Copy each line of the entries that contains the word "derive".

╭──

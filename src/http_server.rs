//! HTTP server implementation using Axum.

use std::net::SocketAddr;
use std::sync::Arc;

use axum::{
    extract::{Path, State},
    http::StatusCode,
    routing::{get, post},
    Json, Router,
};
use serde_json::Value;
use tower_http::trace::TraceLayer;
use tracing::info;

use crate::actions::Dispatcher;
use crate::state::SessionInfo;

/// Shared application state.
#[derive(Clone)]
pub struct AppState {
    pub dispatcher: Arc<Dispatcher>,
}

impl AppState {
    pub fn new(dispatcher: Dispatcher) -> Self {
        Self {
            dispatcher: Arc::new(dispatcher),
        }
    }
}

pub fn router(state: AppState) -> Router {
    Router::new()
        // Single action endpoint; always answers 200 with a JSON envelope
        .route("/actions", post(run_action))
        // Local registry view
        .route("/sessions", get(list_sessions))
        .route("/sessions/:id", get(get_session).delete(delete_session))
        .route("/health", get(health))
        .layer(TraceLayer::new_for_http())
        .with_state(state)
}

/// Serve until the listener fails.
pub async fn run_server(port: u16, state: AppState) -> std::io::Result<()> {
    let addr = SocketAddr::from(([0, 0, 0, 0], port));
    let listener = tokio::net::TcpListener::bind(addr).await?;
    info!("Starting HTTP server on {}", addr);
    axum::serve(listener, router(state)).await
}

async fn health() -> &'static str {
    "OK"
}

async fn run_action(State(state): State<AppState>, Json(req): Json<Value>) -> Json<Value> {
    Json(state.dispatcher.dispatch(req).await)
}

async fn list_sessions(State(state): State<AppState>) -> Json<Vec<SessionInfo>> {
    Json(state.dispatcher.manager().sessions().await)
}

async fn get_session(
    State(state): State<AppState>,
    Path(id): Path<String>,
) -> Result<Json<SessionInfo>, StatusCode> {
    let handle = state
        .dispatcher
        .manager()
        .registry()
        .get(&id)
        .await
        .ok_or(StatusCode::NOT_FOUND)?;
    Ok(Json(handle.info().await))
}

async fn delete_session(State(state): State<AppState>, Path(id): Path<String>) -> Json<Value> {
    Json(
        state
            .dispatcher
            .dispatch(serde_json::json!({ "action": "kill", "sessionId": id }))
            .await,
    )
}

╰──
╭──

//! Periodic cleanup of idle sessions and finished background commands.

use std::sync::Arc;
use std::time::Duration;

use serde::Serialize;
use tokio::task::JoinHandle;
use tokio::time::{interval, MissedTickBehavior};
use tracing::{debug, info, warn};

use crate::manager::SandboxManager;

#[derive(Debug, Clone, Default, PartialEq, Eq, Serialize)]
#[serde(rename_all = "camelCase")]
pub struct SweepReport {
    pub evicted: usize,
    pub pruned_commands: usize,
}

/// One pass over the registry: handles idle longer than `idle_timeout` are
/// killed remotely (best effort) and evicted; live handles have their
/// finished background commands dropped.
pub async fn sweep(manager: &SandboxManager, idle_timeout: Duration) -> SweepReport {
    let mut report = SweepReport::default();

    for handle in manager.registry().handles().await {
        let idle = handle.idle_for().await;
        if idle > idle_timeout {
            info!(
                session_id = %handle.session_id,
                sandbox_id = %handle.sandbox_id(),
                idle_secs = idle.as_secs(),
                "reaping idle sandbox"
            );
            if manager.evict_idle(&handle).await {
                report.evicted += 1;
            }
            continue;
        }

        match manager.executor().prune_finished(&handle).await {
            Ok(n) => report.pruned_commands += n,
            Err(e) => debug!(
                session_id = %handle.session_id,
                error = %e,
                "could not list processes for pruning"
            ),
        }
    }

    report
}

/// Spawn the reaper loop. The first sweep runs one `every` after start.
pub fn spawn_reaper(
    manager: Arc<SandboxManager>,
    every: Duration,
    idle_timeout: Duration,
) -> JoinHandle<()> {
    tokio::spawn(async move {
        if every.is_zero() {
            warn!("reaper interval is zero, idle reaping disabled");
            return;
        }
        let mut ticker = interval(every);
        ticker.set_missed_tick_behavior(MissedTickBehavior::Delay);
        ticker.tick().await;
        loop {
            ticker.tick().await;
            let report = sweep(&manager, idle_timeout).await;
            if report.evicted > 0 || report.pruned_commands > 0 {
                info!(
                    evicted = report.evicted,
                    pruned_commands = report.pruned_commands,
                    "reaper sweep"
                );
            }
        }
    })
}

╰──
╭──

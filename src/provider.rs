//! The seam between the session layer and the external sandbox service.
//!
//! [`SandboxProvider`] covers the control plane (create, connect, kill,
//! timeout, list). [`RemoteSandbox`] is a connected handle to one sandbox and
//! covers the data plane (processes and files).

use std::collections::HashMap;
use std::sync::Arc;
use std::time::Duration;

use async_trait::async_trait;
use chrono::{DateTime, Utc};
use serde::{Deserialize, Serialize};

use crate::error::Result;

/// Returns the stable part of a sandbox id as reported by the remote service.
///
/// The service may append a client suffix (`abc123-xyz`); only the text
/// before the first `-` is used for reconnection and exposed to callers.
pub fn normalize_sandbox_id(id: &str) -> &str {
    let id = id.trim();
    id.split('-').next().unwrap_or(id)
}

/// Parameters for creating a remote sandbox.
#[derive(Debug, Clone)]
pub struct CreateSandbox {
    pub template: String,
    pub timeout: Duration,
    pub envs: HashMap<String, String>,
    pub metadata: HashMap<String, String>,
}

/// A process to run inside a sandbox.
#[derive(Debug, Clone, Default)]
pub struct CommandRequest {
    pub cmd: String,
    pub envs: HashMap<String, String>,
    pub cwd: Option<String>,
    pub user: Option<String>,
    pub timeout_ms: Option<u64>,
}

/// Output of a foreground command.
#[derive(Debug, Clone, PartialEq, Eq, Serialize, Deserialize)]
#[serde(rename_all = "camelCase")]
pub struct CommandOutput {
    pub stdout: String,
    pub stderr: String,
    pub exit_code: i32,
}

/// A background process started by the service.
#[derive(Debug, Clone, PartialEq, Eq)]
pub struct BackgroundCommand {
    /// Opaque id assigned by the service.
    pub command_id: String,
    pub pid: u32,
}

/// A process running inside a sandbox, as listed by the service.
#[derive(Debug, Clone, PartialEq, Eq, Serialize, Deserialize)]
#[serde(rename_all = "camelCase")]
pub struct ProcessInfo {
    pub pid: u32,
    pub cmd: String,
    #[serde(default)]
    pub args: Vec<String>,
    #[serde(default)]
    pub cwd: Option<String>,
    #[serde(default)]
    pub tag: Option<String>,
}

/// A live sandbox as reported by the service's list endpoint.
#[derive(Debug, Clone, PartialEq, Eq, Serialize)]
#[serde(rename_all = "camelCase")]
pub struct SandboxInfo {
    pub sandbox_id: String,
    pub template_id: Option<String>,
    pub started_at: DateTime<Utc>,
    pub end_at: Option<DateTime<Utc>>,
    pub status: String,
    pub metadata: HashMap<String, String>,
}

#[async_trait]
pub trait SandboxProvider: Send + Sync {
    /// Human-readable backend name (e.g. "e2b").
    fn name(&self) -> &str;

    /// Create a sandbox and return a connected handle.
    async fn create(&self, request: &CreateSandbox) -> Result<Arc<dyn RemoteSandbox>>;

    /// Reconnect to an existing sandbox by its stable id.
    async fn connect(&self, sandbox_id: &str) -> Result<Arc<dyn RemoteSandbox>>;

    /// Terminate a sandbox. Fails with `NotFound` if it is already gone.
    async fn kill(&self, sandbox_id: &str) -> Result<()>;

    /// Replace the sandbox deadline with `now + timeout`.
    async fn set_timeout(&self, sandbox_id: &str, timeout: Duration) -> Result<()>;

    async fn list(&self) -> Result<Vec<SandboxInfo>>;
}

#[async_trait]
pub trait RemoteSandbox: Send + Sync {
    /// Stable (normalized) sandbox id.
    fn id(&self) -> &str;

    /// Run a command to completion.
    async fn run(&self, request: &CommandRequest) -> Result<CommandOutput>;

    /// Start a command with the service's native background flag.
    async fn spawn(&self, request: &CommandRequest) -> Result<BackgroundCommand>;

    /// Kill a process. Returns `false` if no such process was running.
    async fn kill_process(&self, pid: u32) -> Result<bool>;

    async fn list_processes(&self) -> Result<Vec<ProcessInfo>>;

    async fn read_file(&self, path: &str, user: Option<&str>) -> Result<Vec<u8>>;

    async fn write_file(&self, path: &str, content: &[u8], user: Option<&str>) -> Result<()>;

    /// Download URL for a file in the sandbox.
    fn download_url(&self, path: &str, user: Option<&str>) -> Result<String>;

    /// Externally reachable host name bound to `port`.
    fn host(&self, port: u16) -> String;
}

╰──

Task answer:
#[derive(Clone)]
#[derive(Debug, Clone, Default, PartialEq, Eq, Serialize)]
#[derive(Debug, Clone)]
#[derive(Debug, Clone, Default)]
#[derive(Debug, Clone, PartialEq, Eq, Serialize, Deserialize)]
#[derive(Debug, Clone, PartialEq, Eq)]
#[derive(Debug, Clone, PartialEq, Eq, Serialize, Deserialize)]
#[derive(Debug, Clone, PartialEq, Eq, Serialize)]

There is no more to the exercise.